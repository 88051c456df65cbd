//! HTTP Completion Client - 调用 Ollama 兼容的生成接口
//!
//! 实现 CompletionEnginePort trait
//!
//! 外部 API:
//! POST {base_url}/api/generate
//! Request: {"model": "...", "prompt": "...", "stream": false, "options": {...}}
//! Response: {"response": "..."}

use async_trait::async_trait;
use reqwest::Client;
use serde::{Deserialize, Serialize};
use std::time::Duration;

use crate::application::ports::{CompletionEnginePort, CompletionError, CompletionOptions};
use crate::infrastructure::adapters::http_support::{
    build_client, content_type, is_json, looks_like_warning_page, preview, RetryPolicy,
};

#[derive(Debug, Serialize)]
struct GenerateRequest<'a> {
    model: &'a str,
    prompt: &'a str,
    stream: bool,
    options: &'a CompletionOptions,
}

#[derive(Debug, Deserialize)]
struct GenerateResponse {
    #[serde(default)]
    response: String,
}

/// HTTP 补全客户端配置
#[derive(Debug, Clone)]
pub struct HttpCompletionClientConfig {
    /// 服务基础 URL
    pub base_url: String,
    /// 模型名称
    pub model: String,
    /// 请求超时时间（秒），None 表示不限制
    pub timeout_secs: Option<u64>,
    /// 总尝试次数
    pub max_retries: u32,
    /// 重试基础间隔（毫秒）
    pub retry_delay_ms: u64,
}

impl Default for HttpCompletionClientConfig {
    fn default() -> Self {
        Self {
            base_url: "http://localhost:11434".to_string(),
            model: "ghostwriter".to_string(),
            timeout_secs: None,
            max_retries: 2,
            retry_delay_ms: 1000,
        }
    }
}

impl HttpCompletionClientConfig {
    pub fn new(base_url: impl Into<String>) -> Self {
        Self {
            base_url: base_url.into(),
            ..Default::default()
        }
    }

    pub fn with_model(mut self, model: impl Into<String>) -> Self {
        self.model = model.into();
        self
    }

    pub fn with_timeout(mut self, secs: u64) -> Self {
        self.timeout_secs = Some(secs);
        self
    }

    pub fn with_retries(mut self, max_retries: u32, retry_delay_ms: u64) -> Self {
        self.max_retries = max_retries;
        self.retry_delay_ms = retry_delay_ms;
        self
    }
}

/// HTTP 补全客户端
pub struct HttpCompletionClient {
    client: Client,
    config: HttpCompletionClientConfig,
    retry: RetryPolicy,
}

impl HttpCompletionClient {
    pub fn new(config: HttpCompletionClientConfig) -> Result<Self, CompletionError> {
        let client = build_client(config.timeout_secs)
            .map_err(|e| CompletionError::NetworkError(e.to_string()))?;
        let retry = RetryPolicy::new(config.max_retries, config.retry_delay_ms);

        Ok(Self {
            client,
            config,
            retry,
        })
    }

    fn generate_url(&self) -> String {
        format!("{}/api/generate", self.config.base_url.trim_end_matches('/'))
    }

    fn health_url(&self) -> String {
        format!("{}/api/tags", self.config.base_url.trim_end_matches('/'))
    }

    async fn try_complete(&self, request: &GenerateRequest<'_>) -> Result<String, CompletionError> {
        let response = self
            .client
            .post(self.generate_url())
            .json(request)
            .send()
            .await
            .map_err(|e| {
                if e.is_connect() {
                    CompletionError::NetworkError(format!(
                        "Cannot connect to completion service: {}",
                        e
                    ))
                } else {
                    CompletionError::NetworkError(e.to_string())
                }
            })?;

        let status = response.status();
        if !status.is_success() {
            let error_text = response.text().await.unwrap_or_default();
            return Err(CompletionError::ServiceError(format!(
                "HTTP {}: {}",
                status,
                preview(&error_text)
            )));
        }

        let content_type = content_type(response.headers());
        if !is_json(&content_type) {
            let body = response.text().await.unwrap_or_default();
            return Err(CompletionError::UnexpectedContentType {
                content_type,
                warning_page: looks_like_warning_page(&body),
            });
        }

        let data: GenerateResponse = response
            .json()
            .await
            .map_err(|e| CompletionError::InvalidResponse(e.to_string()))?;

        Ok(data.response.trim().to_string())
    }
}

#[async_trait]
impl CompletionEnginePort for HttpCompletionClient {
    async fn complete(
        &self,
        prompt: &str,
        options: &CompletionOptions,
    ) -> Result<String, CompletionError> {
        let request = GenerateRequest {
            model: &self.config.model,
            prompt,
            stream: false,
            options,
        };

        tracing::debug!(
            url = %self.generate_url(),
            model = %self.config.model,
            prompt_len = prompt.len(),
            temperature = options.temperature,
            "Sending completion request"
        );

        let mut attempt = 1;
        loop {
            match self.try_complete(&request).await {
                Ok(text) => {
                    tracing::debug!(attempt = attempt, response_len = text.len(), "Completion received");
                    return Ok(text);
                }
                Err(e) if self.retry.has_more(attempt) => {
                    let delay = match &e {
                        CompletionError::UnexpectedContentType {
                            warning_page: true, ..
                        } => self.retry.warning_page_delay(attempt),
                        _ => self.retry.delay_for(attempt),
                    };
                    tracing::warn!(
                        attempt = attempt,
                        max_attempts = self.retry.max_attempts,
                        delay_ms = delay.as_millis() as u64,
                        error = %e,
                        "Completion request failed, retrying"
                    );
                    tokio::time::sleep(delay).await;
                    attempt += 1;
                }
                Err(e) => {
                    tracing::error!(attempt = attempt, error = %e, "Completion request failed");
                    return Err(e);
                }
            }
        }
    }

    async fn health_check(&self) -> bool {
        match self
            .client
            .get(self.health_url())
            .timeout(Duration::from_secs(5))
            .send()
            .await
        {
            Ok(response) => response.status().is_success(),
            Err(_) => false,
        }
    }
}

#[cfg(test)]
mod tests {
    use std::sync::atomic::{AtomicUsize, Ordering};
    use std::sync::{Arc, Mutex};

    use axum::http::{header, StatusCode};
    use axum::response::IntoResponse;
    use axum::routing::post;
    use axum::{Json, Router};
    use serde_json::{json, Value};

    use super::*;
    use crate::infrastructure::adapters::test_server::{closed_url, spawn};

    fn client(base_url: &str, attempts: u32) -> HttpCompletionClient {
        HttpCompletionClient::new(
            HttpCompletionClientConfig::new(base_url).with_retries(attempts, 1),
        )
        .unwrap()
    }

    #[test]
    fn test_config_default() {
        let config = HttpCompletionClientConfig::default();
        assert_eq!(config.base_url, "http://localhost:11434");
        assert_eq!(config.model, "ghostwriter");
        assert_eq!(config.max_retries, 2);
        assert_eq!(config.timeout_secs, None);
    }

    #[test]
    fn test_config_builder() {
        let config = HttpCompletionClientConfig::new("http://example.com:9000")
            .with_model("llama3")
            .with_timeout(60);
        assert_eq!(config.base_url, "http://example.com:9000");
        assert_eq!(config.model, "llama3");
        assert_eq!(config.timeout_secs, Some(60));
    }

    #[tokio::test]
    async fn test_complete_sends_ollama_body() {
        let captured = Arc::new(Mutex::new(None::<Value>));
        let sink = captured.clone();
        let router = Router::new().route(
            "/api/generate",
            post(move |Json(body): Json<Value>| {
                let sink = sink.clone();
                async move {
                    *sink.lock().unwrap() = Some(body);
                    Json(json!({ "response": "  Once upon a time.  " }))
                }
            }),
        );
        let url = spawn(router).await;

        let text = client(&url, 1)
            .complete("Tell a story", &CompletionOptions::default().with_temperature(1.5))
            .await
            .unwrap();

        assert_eq!(text, "Once upon a time.");
        let body = captured.lock().unwrap().clone().unwrap();
        assert_eq!(body["model"], "ghostwriter");
        assert_eq!(body["prompt"], "Tell a story");
        assert_eq!(body["stream"], false);
        assert_eq!(body["options"]["temperature"], 1.5);
        assert_eq!(body["options"]["stop"], json!(["###", "</s>"]));
    }

    #[tokio::test]
    async fn test_retries_after_warning_page() {
        let hits = Arc::new(AtomicUsize::new(0));
        let counter = hits.clone();
        let router = Router::new().route(
            "/api/generate",
            post(move || {
                let counter = counter.clone();
                async move {
                    if counter.fetch_add(1, Ordering::SeqCst) == 0 {
                        (
                            [(header::CONTENT_TYPE, "text/html")],
                            "<!DOCTYPE html><p>ngrok warning</p>",
                        )
                            .into_response()
                    } else {
                        Json(json!({ "response": "ok" })).into_response()
                    }
                }
            }),
        );
        let url = spawn(router).await;

        let text = client(&url, 2)
            .complete("p", &CompletionOptions::default())
            .await
            .unwrap();

        assert_eq!(text, "ok");
        assert_eq!(hits.load(Ordering::SeqCst), 2);
    }

    #[tokio::test]
    async fn test_gives_up_after_max_attempts() {
        let hits = Arc::new(AtomicUsize::new(0));
        let counter = hits.clone();
        let router = Router::new().route(
            "/api/generate",
            post(move || {
                let counter = counter.clone();
                async move {
                    counter.fetch_add(1, Ordering::SeqCst);
                    (StatusCode::INTERNAL_SERVER_ERROR, "model not loaded")
                }
            }),
        );
        let url = spawn(router).await;

        let err = client(&url, 3)
            .complete("p", &CompletionOptions::default())
            .await
            .unwrap_err();

        assert!(matches!(err, CompletionError::ServiceError(ref msg) if msg.contains("model not loaded")));
        assert_eq!(hits.load(Ordering::SeqCst), 3);
    }

    #[tokio::test]
    async fn test_missing_response_field_is_empty() {
        let router = Router::new().route("/api/generate", post(|| async { Json(json!({ "done": true })) }));
        let url = spawn(router).await;

        let text = client(&url, 1)
            .complete("p", &CompletionOptions::default())
            .await
            .unwrap();
        assert_eq!(text, "");
    }

    #[tokio::test]
    async fn test_unreachable_service() {
        let url = closed_url().await;

        let err = client(&url, 1)
            .complete("p", &CompletionOptions::default())
            .await
            .unwrap_err();
        assert!(matches!(err, CompletionError::NetworkError(_)));
    }
}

## [TASK PROMPT]
Nothing but the lines holding the word "story" should be returned from the listing above.

## [ANSWER SECTION]
            .complete("Tell a story", &CompletionOptions::default().with_temperature(1.5))
        assert_eq!(body["prompt"], "Tell a story");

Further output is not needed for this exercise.